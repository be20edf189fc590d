use crate::core::errors::ExchangeError;
use crate::core::kernel::{Endpoint, Params, RestClient, SecurityType};
use crate::exchanges::binance::rest::BinanceRestClient;
use crate::exchanges::binance::types::{
    AveragePrice, BookTicker, Candlestick, ExchangeInformation, KlineInterval, MarketTrade,
    OrderBook, PriceTicker, ServerTime, Ticker24h,
};
use tracing::instrument;

const PING: Endpoint = Endpoint::get("/api/v3/ping", SecurityType::None);
const SERVER_TIME: Endpoint = Endpoint::get("/api/v3/time", SecurityType::None);
const EXCHANGE_INFO: Endpoint = Endpoint::get("/api/v3/exchangeInfo", SecurityType::None);
const DEPTH: Endpoint = Endpoint::get("/api/v3/depth", SecurityType::None);
const TRADES: Endpoint = Endpoint::get("/api/v3/trades", SecurityType::None);
const KLINES: Endpoint = Endpoint::get("/api/v3/klines", SecurityType::None);
const AVG_PRICE: Endpoint = Endpoint::get("/api/v3/avgPrice", SecurityType::None);
const TICKER_24H: Endpoint = Endpoint::get("/api/v3/ticker/24hr", SecurityType::None);
const TICKER_PRICE: Endpoint = Endpoint::get("/api/v3/ticker/price", SecurityType::None);
const BOOK_TICKER: Endpoint = Endpoint::get("/api/v3/ticker/bookTicker", SecurityType::None);

/// Market data endpoints (public, unsigned).
pub struct MarketDataClient<R: RestClient> {
    rest: BinanceRestClient<R>,
}

impl<R: RestClient + Clone> MarketDataClient<R> {
    pub fn new(rest: &R) -> Self {
        Self {
            rest: BinanceRestClient::new(rest.clone()),
        }
    }

    /// Connectivity check; the server answers with an empty object.
    #[instrument(skip(self), fields(venue = "binance"))]
    pub async fn ping(&self) -> Result<(), ExchangeError> {
        self.rest.raw(&PING, Params::new()).await.map(|_| ())
    }

    #[instrument(skip(self), fields(venue = "binance"))]
    pub async fn server_time(&self) -> Result<ServerTime, ExchangeError> {
        self.rest.typed(&SERVER_TIME, Params::new()).await
    }

    #[instrument(skip(self), fields(venue = "binance"))]
    pub async fn exchange_info(&self) -> Result<ExchangeInformation, ExchangeError> {
        self.rest.typed(&EXCHANGE_INFO, Params::new()).await
    }

    #[instrument(skip(self), fields(venue = "binance", symbol = %symbol))]
    pub async fn exchange_info_for_symbol(
        &self,
        symbol: &str,
    ) -> Result<ExchangeInformation, ExchangeError> {
        let params = Params::new().with("symbol", symbol);
        self.rest.typed(&EXCHANGE_INFO, params).await
    }

    /// Exchange information restricted to several symbols; rendered in the
    /// JSON-array wire form the endpoint expects.
    #[instrument(skip(self, symbols), fields(venue = "binance"))]
    pub async fn exchange_info_for_symbols(
        &self,
        symbols: &[&str],
    ) -> Result<ExchangeInformation, ExchangeError> {
        let params = Params::new().with_list("symbols", symbols);
        self.rest.typed(&EXCHANGE_INFO, params).await
    }

    #[instrument(skip(self), fields(venue = "binance", symbol = %symbol))]
    pub async fn order_book(
        &self,
        symbol: &str,
        limit: Option<u32>,
    ) -> Result<OrderBook, ExchangeError> {
        let params = Params::new().with("symbol", symbol).with_opt("limit", limit);
        self.rest.typed(&DEPTH, params).await
    }

    #[instrument(skip(self), fields(venue = "binance", symbol = %symbol))]
    pub async fn recent_trades(
        &self,
        symbol: &str,
        limit: Option<u32>,
    ) -> Result<Vec<MarketTrade>, ExchangeError> {
        let params = Params::new().with("symbol", symbol).with_opt("limit", limit);
        self.rest.typed(&TRADES, params).await
    }

    /// Candlestick data. The wire shape is a heterogeneous array per row, so
    /// this goes through the hand-written mapping instead of serde derive.
    #[instrument(skip(self), fields(venue = "binance", symbol = %symbol, interval = %interval))]
    pub async fn klines(
        &self,
        symbol: &str,
        interval: KlineInterval,
        limit: Option<u32>,
        start_time: Option<u64>,
        end_time: Option<u64>,
    ) -> Result<Vec<Candlestick>, ExchangeError> {
        let params = Params::new()
            .with("symbol", symbol)
            .with("interval", interval.as_str())
            .with_opt("limit", limit)
            .with_opt("startTime", start_time)
            .with_opt("endTime", end_time);
        self.rest.mapped(&KLINES, params, Candlestick::from_series).await
    }

    #[instrument(skip(self), fields(venue = "binance", symbol = %symbol))]
    pub async fn average_price(&self, symbol: &str) -> Result<AveragePrice, ExchangeError> {
        let params = Params::new().with("symbol", symbol);
        self.rest.typed(&AVG_PRICE, params).await
    }

    #[instrument(skip(self), fields(venue = "binance", symbol = %symbol))]
    pub async fn ticker_24h(&self, symbol: &str) -> Result<Ticker24h, ExchangeError> {
        let params = Params::new().with("symbol", symbol);
        self.rest.typed(&TICKER_24H, params).await
    }

    #[instrument(skip(self), fields(venue = "binance", symbol = %symbol))]
    pub async fn price_ticker(&self, symbol: &str) -> Result<PriceTicker, ExchangeError> {
        let params = Params::new().with("symbol", symbol);
        self.rest.typed(&TICKER_PRICE, params).await
    }

    #[instrument(skip(self), fields(venue = "binance"))]
    pub async fn all_price_tickers(&self) -> Result<Vec<PriceTicker>, ExchangeError> {
        self.rest.typed(&TICKER_PRICE, Params::new()).await
    }

    #[instrument(skip(self), fields(venue = "binance", symbol = %symbol))]
    pub async fn book_ticker(&self, symbol: &str) -> Result<BookTicker, ExchangeError> {
        let params = Params::new().with("symbol", symbol);
        self.rest.typed(&BOOK_TICKER, params).await
    }
}
/// Signed-request kernel - the transport substrate every endpoint shares
///
/// The kernel is venue-plumbing only: it knows how to assemble and encode a
/// parameter string, authenticate it, pick a live base host, perform the HTTP
/// exchange, and convert the raw body into the representation the caller
/// asked for. It contains no per-endpoint knowledge; the facades under
/// `exchanges::binance` supply paths, parameters, and typed mappings.
///
/// # Architecture
///
/// One request flows through five stages:
///
/// 1. [`Params`] - insertion-ordered parameter assembly and percent-encoding
/// 2. [`RequestSigner`] - HMAC-SHA256 authentication (`Signed` endpoints)
/// 3. [`resolve_host`] - base host selection with maintenance detection
/// 4. [`RestClient`] - the HTTP exchange, returning the raw body on any status
/// 5. [`materialize`] - raw text / generic JSON / typed object conversion,
///    with [`classify`] normalizing every failure into one classified error
///
/// # Key Principles
///
/// 1. **Transport Only**: no endpoint-specific logic lives here
/// 2. **Pluggable**: signer, probe, and transport are trait seams
/// 3. **Call-local state**: nothing from one request is stored for the next;
///    the only shared state is immutable after construction
/// 4. **Observable**: tracing on the request path
/// 5. **Testable**: dependency injection for every network touchpoint
pub mod params;
pub mod resolver;
pub mod response;
pub mod rest;
pub mod signer;

// Re-export key types for convenience
pub use params::Params;
pub use resolver::{
    resolve_host, ConnectivityProbe, RestProbe, BASE_HOST_CANDIDATES, TESTNET_HOST,
};
pub use response::{classify, from_json, materialize, JsonReader, Materialized, RawResponse, ReturnFormat};
pub use rest::{
    Endpoint, HttpMethod, ReqwestRest, RestClient, RestClientBuilder, RestClientConfig,
    SecurityType,
};
pub use signer::{HmacSigner, RequestSigner};
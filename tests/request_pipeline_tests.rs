use async_trait::async_trait;
use binance_spot::core::errors::ExchangeError;
use binance_spot::core::kernel::{Endpoint, Params, RawResponse, RestClient, ReturnFormat};
use binance_spot::exchanges::binance::{
    BinanceConnector, KlineInterval, NewOrderResponse, OrderSide,
};
use binance_spot::ExchangeConfig;
use rust_decimal::Decimal;
use std::collections::VecDeque;
use std::sync::{Arc, Mutex};

/// Transport double: hands back scripted bodies and records every exchange.
#[derive(Clone, Default)]
struct MockRest {
    responses: Arc<Mutex<VecDeque<RawResponse>>>,
    calls: Arc<Mutex<Vec<(String, String)>>>,
}

impl MockRest {
    fn with_body(status: u16, body: &str) -> Self {
        let mock = Self::default();
        mock.push(status, body);
        mock
    }

    fn push(&self, status: u16, body: &str) {
        self.responses.lock().unwrap().push_back(RawResponse {
            status,
            body: body.to_string(),
        });
    }

    fn calls(&self) -> Vec<(String, String)> {
        self.calls.lock().unwrap().clone()
    }
}

#[async_trait]
impl RestClient for MockRest {
    async fn send(&self, endpoint: &Endpoint, params: Params) -> Result<RawResponse, ExchangeError> {
        self.calls
            .lock()
            .unwrap()
            .push((endpoint.path.to_string(), params.to_query_string()));
        Ok(self
            .responses
            .lock()
            .unwrap()
            .pop_front()
            .unwrap_or(RawResponse {
                status: 200,
                body: "{}".to_string(),
            }))
    }
}

fn connector(rest: MockRest) -> BinanceConnector<MockRest> {
    let _ = tracing_subscriber::fmt().with_test_writer().try_init();
    BinanceConnector::new(
        rest,
        ExchangeConfig::read_only(),
        "https://api.binance.com".to_string(),
    )
}

#[tokio::test]
async fn typed_call_round_trips_through_the_pipeline() {
    let rest = MockRest::with_body(200, r#"{"serverTime":1499827319559}"#);
    let connector = connector(rest.clone());

    let time = connector.market_data().server_time().await.unwrap();
    assert_eq!(time.server_time, 1_499_827_319_559);

    let calls = rest.calls();
    assert_eq!(calls, vec![("/api/v3/time".to_string(), String::new())]);
}

#[tokio::test]
async fn query_parameters_reach_the_transport_in_order() {
    let rest = MockRest::with_body(
        200,
        r#"{"lastUpdateId":1,"bids":[["4.00000000","431.00000000"]],"asks":[]}"#,
    );
    let connector = connector(rest.clone());

    connector
        .market_data()
        .order_book("BTCUSD", Some(10))
        .await
        .unwrap();

    let calls = rest.calls();
    assert_eq!(calls[0].0, "/api/v3/depth");
    assert_eq!(calls[0].1, "symbol=BTCUSD&limit=10");
}

#[tokio::test]
async fn symbol_lists_travel_in_json_array_form() {
    let rest = MockRest::with_body(
        200,
        r#"{"timezone":"UTC","serverTime":1,"rateLimits":[],"symbols":[]}"#,
    );
    let connector = connector(rest.clone());

    connector
        .market_data()
        .exchange_info_for_symbols(&["BTCUSDT", "BNBUSDT"])
        .await
        .unwrap();

    assert_eq!(
        rest.calls()[0].1,
        "symbols=%5B%22BTCUSDT%22%2C%22BNBUSDT%22%5D"
    );
}

#[tokio::test]
async fn klines_map_through_the_field_extractor() {
    let rest = MockRest::with_body(
        200,
        r#"[[1499040000000,"0.01634790","0.80000000","0.01575800","0.01577100","148976.11427815",1499644799999,"2434.19055334",308,"1756.87402397","28.46694368","0"]]"#,
    );
    let connector = connector(rest.clone());

    let klines = connector
        .market_data()
        .klines("ETHBTC", KlineInterval::Days1, Some(1), None, None)
        .await
        .unwrap();

    assert_eq!(klines.len(), 1);
    assert_eq!(klines[0].trades, 308);
    assert_eq!(klines[0].close.to_string(), "0.01577100");
    assert_eq!(rest.calls()[0].1, "symbol=ETHBTC&interval=1d&limit=1");
}

#[tokio::test]
async fn upstream_error_payload_surfaces_with_its_own_code() {
    let rest = MockRest::with_body(400, r#"{"code":-1121,"msg":"Invalid symbol."}"#);
    let connector = connector(rest);

    let err = connector
        .market_data()
        .price_ticker("NOPE")
        .await
        .unwrap_err();

    match err {
        ExchangeError::ApiError {
            status,
            code,
            message,
        } => {
            assert_eq!(status, 400);
            assert_eq!(code, -1121);
            assert_eq!(message, "Invalid symbol.");
        }
        other => panic!("expected ApiError, got {:?}", other),
    }
}

#[tokio::test]
async fn unparseable_success_body_is_a_deserialization_error() {
    let rest = MockRest::with_body(200, "<html>not json</html>");
    let connector = connector(rest);

    let err = connector.market_data().server_time().await.unwrap_err();
    assert!(matches!(err, ExchangeError::DeserializationError(_)));
}

#[tokio::test]
async fn raw_text_escape_hatch_returns_body_verbatim() {
    let body = "<html>not json</html>";
    let rest = MockRest::with_body(200, body);
    let connector = connector(rest);

    let endpoint = Endpoint::get(
        "/api/v3/ping",
        binance_spot::core::kernel::SecurityType::None,
    );
    let materialized = connector
        .fetch(&endpoint, Params::new(), ReturnFormat::RawText)
        .await
        .unwrap();
    assert_eq!(materialized.into_raw().unwrap(), body);
}

#[tokio::test]
async fn generic_json_escape_hatch_yields_a_tree() {
    let rest = MockRest::with_body(200, r#"{"mins":5,"price":"9.35751834"}"#);
    let connector = connector(rest);

    let endpoint = Endpoint::get(
        "/api/v3/avgPrice",
        binance_spot::core::kernel::SecurityType::None,
    );
    let value = connector
        .fetch(
            &endpoint,
            Params::new().with("symbol", "BNBUSDT"),
            ReturnFormat::GenericJson,
        )
        .await
        .unwrap()
        .into_json()
        .unwrap();
    assert_eq!(value["mins"], 5);
}

#[tokio::test]
async fn colliding_extra_parameter_never_reaches_the_network() {
    let rest = MockRest::default();
    let connector = connector(rest.clone());

    let err = connector
        .trading()
        .all_orders("BTCUSD", Params::new().with("symbol", "ETHUSD"))
        .await
        .unwrap_err();

    assert!(matches!(err, ExchangeError::InvalidParameters(_)));
    assert!(rest.calls().is_empty());
}

#[tokio::test]
async fn order_placement_parses_the_requested_response_shape() {
    let rest = MockRest::with_body(
        200,
        r#"{"symbol":"BTCUSDT","orderId":28,"orderListId":-1,"clientOrderId":"6gCrw2kRUAF9CvJDGP16IP","transactTime":1507725176595}"#,
    );
    let connector = connector(rest.clone());

    let order = binance_spot::exchanges::binance::NewOrder::market(
        "BTCUSDT",
        OrderSide::Sell,
        Decimal::from(1),
    );
    let response = connector.trading().new_order(&order).await.unwrap();
    assert!(matches!(response, NewOrderResponse::Ack(_)));
    assert_eq!(
        rest.calls()[0].1,
        "symbol=BTCUSDT&side=SELL&type=MARKET&quantity=1"
    );
}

Assignment
Restate verbatim the first line above and all lines after it through the line containing "const DEPTH: Endpoint"; omit the rest.

Exercise solution
repository be20edf189fc590d
use crate::core::errors::ExchangeError;
use crate::core::kernel::{Endpoint, Params, RestClient, SecurityType};
use crate::exchanges::binance::rest::BinanceRestClient;
use crate::exchanges::binance::types::{
    AveragePrice, BookTicker, Candlestick, ExchangeInformation, KlineInterval, MarketTrade,
    OrderBook, PriceTicker, ServerTime, Ticker24h,
};
use tracing::instrument;

const PING: Endpoint = Endpoint::get("/api/v3/ping", SecurityType::None);
const SERVER_TIME: Endpoint = Endpoint::get("/api/v3/time", SecurityType::None);
const EXCHANGE_INFO: Endpoint = Endpoint::get("/api/v3/exchangeInfo", SecurityType::None);
const DEPTH: Endpoint = Endpoint::get("/api/v3/depth", SecurityType::None);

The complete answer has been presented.